History never confesses.
“Guyana cannot be allowed to slip into a state of ethnic division or social polarization. Every leader, organization and citizen has a duty to prevent a widening of the gulf.”
I recently read an account of the life and work of the Russian writer, Anton Chekhov. In a time when, above all, the country needs civility in discourse and relationships, it is good to consider the life of one of the most sensible, open-minded and civilized men who ever lived.

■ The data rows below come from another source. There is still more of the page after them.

use std::io::{Read, Seek};
use std::path::Path;

use grc_core::{Digest, HashError};

/// Stateless SHA-256 hasher for files, byte buffers, and streams.
///
/// Holds no state, so one value can be copied freely or shared across
/// threads. Every method delegates to the free function of the same name.
#[derive(Debug, Clone, Copy, Default, PartialEq, Eq)]
pub struct FileHasher;

impl FileHasher {
    pub const fn new() -> Self {
        Self
    }

    /// See [`crate::hash_file`].
    pub fn hash_file(&self, path: impl AsRef<Path>) -> Result<Digest, HashError> {
        crate::file::hash_file(path)
    }

    /// See [`crate::hash_bytes`].
    pub fn hash_bytes(&self, data: &[u8]) -> Digest {
        crate::chunked::hash_bytes(data)
    }

    /// See [`crate::hash_stream`].
    pub fn hash_stream<S: Read + Seek>(&self, stream: &mut S) -> Result<Digest, HashError> {
        crate::stream::hash_stream(stream)
    }

    /// See [`crate::hash_reader`].
    pub fn hash_reader<R: Read>(&self, reader: R) -> Result<Digest, HashError> {
        crate::chunked::hash_reader(reader)
    }
}
#[cfg(test)]
mod tests {
    use super::*;
    use tempfile::tempdir;

    async fn seeded() -> (Store, User, User, Project) {
        let store = Store::new();
        let alice = User::new(1, "alice");
        let bob = User::new(2, "bob");
        store.add_user(alice.clone()).await.unwrap();
        store.add_user(bob.clone()).await.unwrap();
        let project = store.create_project(alice.id, "Soot", "").await.unwrap();
        (store, alice, bob, project)
    }

    #[test]
    fn test_algorithm_codes() {
        assert_eq!(Algorithm::parse("BALLISTIC_CC"), Some(Algorithm::BallisticCc));
        assert_eq!(Algorithm::parse("nope"), None);
        assert_eq!(serde_json::to_value(Algorithm::TunableCc).unwrap(), "tunable_cc");
        assert_eq!(Algorithm::codes().len(), 7);
    }

    #[test]
    fn test_status_parse() {
        assert_eq!(Status::parse("Completed"), Some(Status::Completed));
        assert!(Status::Cancelled.is_terminal());
        assert!(!Status::Running.is_terminal());
    }

    #[tokio::test]
    async fn test_project_access_rules() {
        let (store, alice, bob, project) = seeded().await;
        store
            .read(|d| {
                assert!(d.readable_project(&alice, project.id).is_ok());
                assert!(matches!(
                    d.readable_project(&bob, project.id),
                    Err(StoreError::Forbidden(_))
                ));
                assert!(matches!(d.project(999), Err(StoreError::NotFound(_))));
            })
            .await;

        store.share_project(project.id, bob.id, Role::Viewer).await.unwrap();
        store
            .read(|d| {
                assert!(d.readable_project(&bob, project.id).is_ok());
                assert!(matches!(
                    d.writable_project(&bob, project.id),
                    Err(StoreError::Forbidden(_))
                ));
            })
            .await;

        store.share_project(project.id, bob.id, Role::Editor).await.unwrap();
        store
            .read(|d| assert!(d.writable_project(&bob, project.id).is_ok()))
            .await;

        let root = User::new(9, "root").superuser();
        store
            .read(|d| assert!(d.writable_project(&root, project.id).is_ok()))
            .await;
    }

    #[tokio::test]
    async fn test_tokens() {
        let (store, alice, _, _) = seeded().await;
        let token = store.issue_token(alice.id).await.unwrap();
        assert_eq!(store.user_for_token(&token).await.unwrap().username, "alice");
        assert!(store.user_for_token("bogus").await.is_none());
        assert!(store.issue_token(404).await.is_err());
    }

    #[tokio::test]
    async fn test_fractal_dimension_fallback() {
        let mut sim = Simulation::new(1, Algorithm::Dla, Map::new(), 42);
        assert_eq!(sim.fractal_dimension(), None);
        sim.metrics = Some(
            json!({"box_counting": {"dimension": 1.8}})
                .as_object()
                .cloned()
                .unwrap(),
        );
        assert_eq!(sim.fractal_dimension(), Some(1.8));
    }

    #[tokio::test]
    async fn test_persistence_roundtrip() {
        let dir = tempdir().unwrap();
        let path = dir.path().join("store.json");

        let store = Store::open(&path).unwrap();
        store.add_user(User::new(1, "alice")).await.unwrap();
        let project = store.create_project(1, "P", "desc").await.unwrap();
        let mut analysis = FraktalAnalysis {
            id: "a1".into(),
            project_id: project.id,
            simulation_id: None,
            name: "img".into(),
            source_type: FraktalSource::UploadedImage,
            model: "granulated_2012".into(),
            npix: 10.0,
            dpo: 40.0,
            auto_calibrate: false,
            projection_params: None,
            original_image: None,
            original_filename: "x.png".into(),
            original_content_type: "image/png".into(),
            results: None,
            status: Status::Queued,
            task_id: String::new(),
            error_message: String::new(),
            execution_time_ms: None,
            created_at: Utc::now(),
            completed_at: None,
        };
        analysis.original_image = Some(vec![0x89, 0x50, 0x4e, 0x47]);
        store.insert_fraktal_analysis(analysis).await.unwrap();

        let reopened = Store::open(&path).unwrap();
        assert_eq!(reopened.user(1).await.unwrap().username, "alice");
        let a = reopened.fraktal_analysis("a1").await.unwrap();
        assert_eq!(a.original_image.as_deref(), Some(&[0x89, 0x50, 0x4e, 0x47][..]));
        let next = reopened.create_project(1, "Q", "").await.unwrap();
        assert_eq!(next.id, project.id + 1);
    }

    #[tokio::test(flavor = "multi_thread", worker_threads = 4)]
    async fn test_concurrent_writes_all_reach_disk() {
        let dir = tempdir().unwrap();
        let path = dir.path().join("store.json");
        let store = Store::open(&path).unwrap();

        let mut writers = tokio::task::JoinSet::new();
        for id in 1..=16 {
            let store = store.clone();
            writers.spawn(async move { store.add_user(User::new(id, format!("user{}", id))).await });
        }
        while let Some(joined) = writers.join_next().await {
            joined.unwrap().unwrap();
        }

        let reopened = Store::open(&path).unwrap();
        assert_eq!(reopened.read(|d| d.users.len()).await, 16);
    }

    #[tokio::test]
    async fn test_provider_config_ordering() {
        let store = Store::new();
        let now = Utc::now();
        let mk = |id: &str, default: bool, offset: i64| AIProviderConfig {
            id: id.into(),
            user_id: 1,
            provider: id.into(),
            api_key_encrypted: String::new(),
            model_name: String::new(),
            is_default: default,
            is_active: true,
            created_at: now + chrono::Duration::seconds(offset),
            updated_at: now,
        };
        store.add_provider_config(mk("old-default", true, 0)).await.unwrap();
        store.add_provider_config(mk("newer", false, 10)).await.unwrap();
        store.add_provider_config(mk("new-default", true, 5)).await.unwrap();

        let configs = store.active_provider_configs(1).await;
        let ids: Vec<&str> = configs.iter().map(|c| c.id.as_str()).collect();
        assert_eq!(ids, vec!["new-default", "newer", "old-default"]);
    }

    #[tokio::test]
    async fn test_provider_config_management() {
        let store = Store::new();
        let openai = AIProviderConfig::new(1, "openai", "gpt-4o", "enc-1");
        let mut anthropic = AIProviderConfig::new(1, "anthropic", "claude-x", "enc-2");
        anthropic.is_default = true;
        store.add_provider_config(openai.clone()).await.unwrap();
        store.add_provider_config(anthropic.clone()).await.unwrap();

        let dup = store
            .add_provider_config(AIProviderConfig::new(1, "openai", "gpt-4o-mini", "enc-3"))
            .await;
        assert!(matches!(dup, Err(StoreError::Invalid(_))));
        // Another user may configure the same provider.
        store
            .add_provider_config(AIProviderConfig::new(2, "openai", "gpt-4o", "enc-4"))
            .await
            .unwrap();

        let switched = store.set_default_provider(1, &openai.id).await.unwrap();
        assert!(switched.is_default);
        let configs = store.provider_configs_for(1).await;
        assert_eq!(configs.len(), 2);
        assert_eq!(configs[0].id, openai.id);
        assert!(!configs[1].is_default);

        let updated = store
            .update_provider_config(1, &anthropic.id, |c| c.is_active = false)
            .await
            .unwrap();
        assert!(!updated.is_active);
        assert_eq!(store.active_provider_configs(1).await.len(), 1);

        assert!(store.provider_config(2, &openai.id).await.is_none());
        assert!(matches!(
            store.delete_provider_config(2, &openai.id).await,
            Err(StoreError::NotFound(_))
        ));
        store.delete_provider_config(1, &openai.id).await.unwrap();
        assert_eq!(store.provider_configs_for(1).await.len(), 1);
    }
}
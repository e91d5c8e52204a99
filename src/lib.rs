// Aglogen Assistant — AI tool registry, executor and knowledge search for
// aggregate simulation projects

pub mod assistant;
pub mod config;
pub mod crypto;
pub mod engine;
pub mod logger;
pub mod provider;
pub mod queue;
pub mod rag;
pub mod store;
pub mod tool;
pub mod web;

pub const VERSION: &str = env!("CARGO_PKG_VERSION");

Anton Chekhov, born in 1860, became a doctor and practiced his profession with great devotion. But he also turned himself into one of Russia’s greatest writers. In a wonderfully creative life of only 44 years he was able to divide his time between “medicine . . my lawful wife and literature . . . mistress.” He wrote perfect short stories of shining lucidity, and his plays – the celebrated Uncle Vanya, The Seagull and The Cherry Orchard, among others – revolutionized the theater of his day and have provided succeeding generations with vivid insights into how men and women suffer and exult, love and hate, when living even the most ordinary and uneventful lives: “People,” Chekhov pointed out, “eat their dinner, just eat their dinner, and in the meantime their happiness is taking shape or their lives are being destroyed.”
As a doctor, Chekhov tended thousands of peasants in a clinic on his estate, planned and helped build schools, endowed libraries, and scraped together money and support for a multitude of other causes. This first-hand involvement with day-to-day practicalities made him scornful of all-or-nothing recipes for universal salvation. He was once accused of writing a story that lacked “ideology.” “But doesn’t the story,” Chekhov responded, “protest against lying from start to finish? Isn’t that an ideology?”
In a famous letter to the editor of a journal which had begun to publish his work, he outlined his credo: “I am neither liberal, nor conservative, nor gradualist, nor monk, nor indifferentist . . I look upon tags and labels as prejudices. My holy of holies is the human body, health, intelligence, talent, inspiration, love and freedom from violence and lies, no matter what form the latter two take.”
What shines through in Chekhov’s life is his plain humanity, the allowance he made for peoples’ weaknesses and foibles, the understanding he showed for beliefs he did not share, the respect he cultivated for the personalities of others, his disposition to seek arrangements which brought out the best in all whom he encountered.
Would that the spirit of Anton Chekhov might preside amidst the tense debates to come in Guyana! The dialogue between the contending parties, to put it mildly, will not all be plain-sailing and free of heat. Matters of great moment will be at issue and entrenched positions will be defended to the hilt. After all, the dialogue will be about the whole future of Guyana, the basic way in which the society and governance is going to be organized. Party contention, even bitter contention, will sometimes be the order of the day. Given the rifts which recently reopened so dangerously, it is going to be extremely important that tempers are held in check and that some minimum of patient attention to and consideration for the other side’s point of view is maintained.
In other words, a certain underlying civility is going to have to prevail if the dialogue is to bear fruit. My thesaurus gives a wide range of words and phrases associated with civility: common courtesy, consideration attention, graciousness, politeness, tactfulness, diplomacy, amiability, obligingness, benevolence, agreeableness, kind words, generosity of spirit, respect, attentiveness, good temper, amity, peacefulness, fair-mindedness – to list some of them.
None of these words describes states of mind or behavior patterns which have been much in evidence in recent events or indeed in the reporting of recent events in much of the media. In fact, let’s face it: civil is not exactly the word which describes the state of relationships between the parties and people contending for power in the nation at the moment. But if dialogue is going to lead to progress in resolving the great political issues then a basic civility is going to have to accompany the debate.
Solutions are difficult to find when suspicions and resentments and insults are kept on the boil and people speak at each other but do not listen. At this state, it is crucially important that a basic civility exists between our leaders as they conduct their deliberations on the nation’s future. If nothing else such civility may become contagious among those more extreme followers on both sides who are always the ones most likely to put any delicate negotiation at risk.
In times like this, I would like to believe that a little Chekhov can go a long way.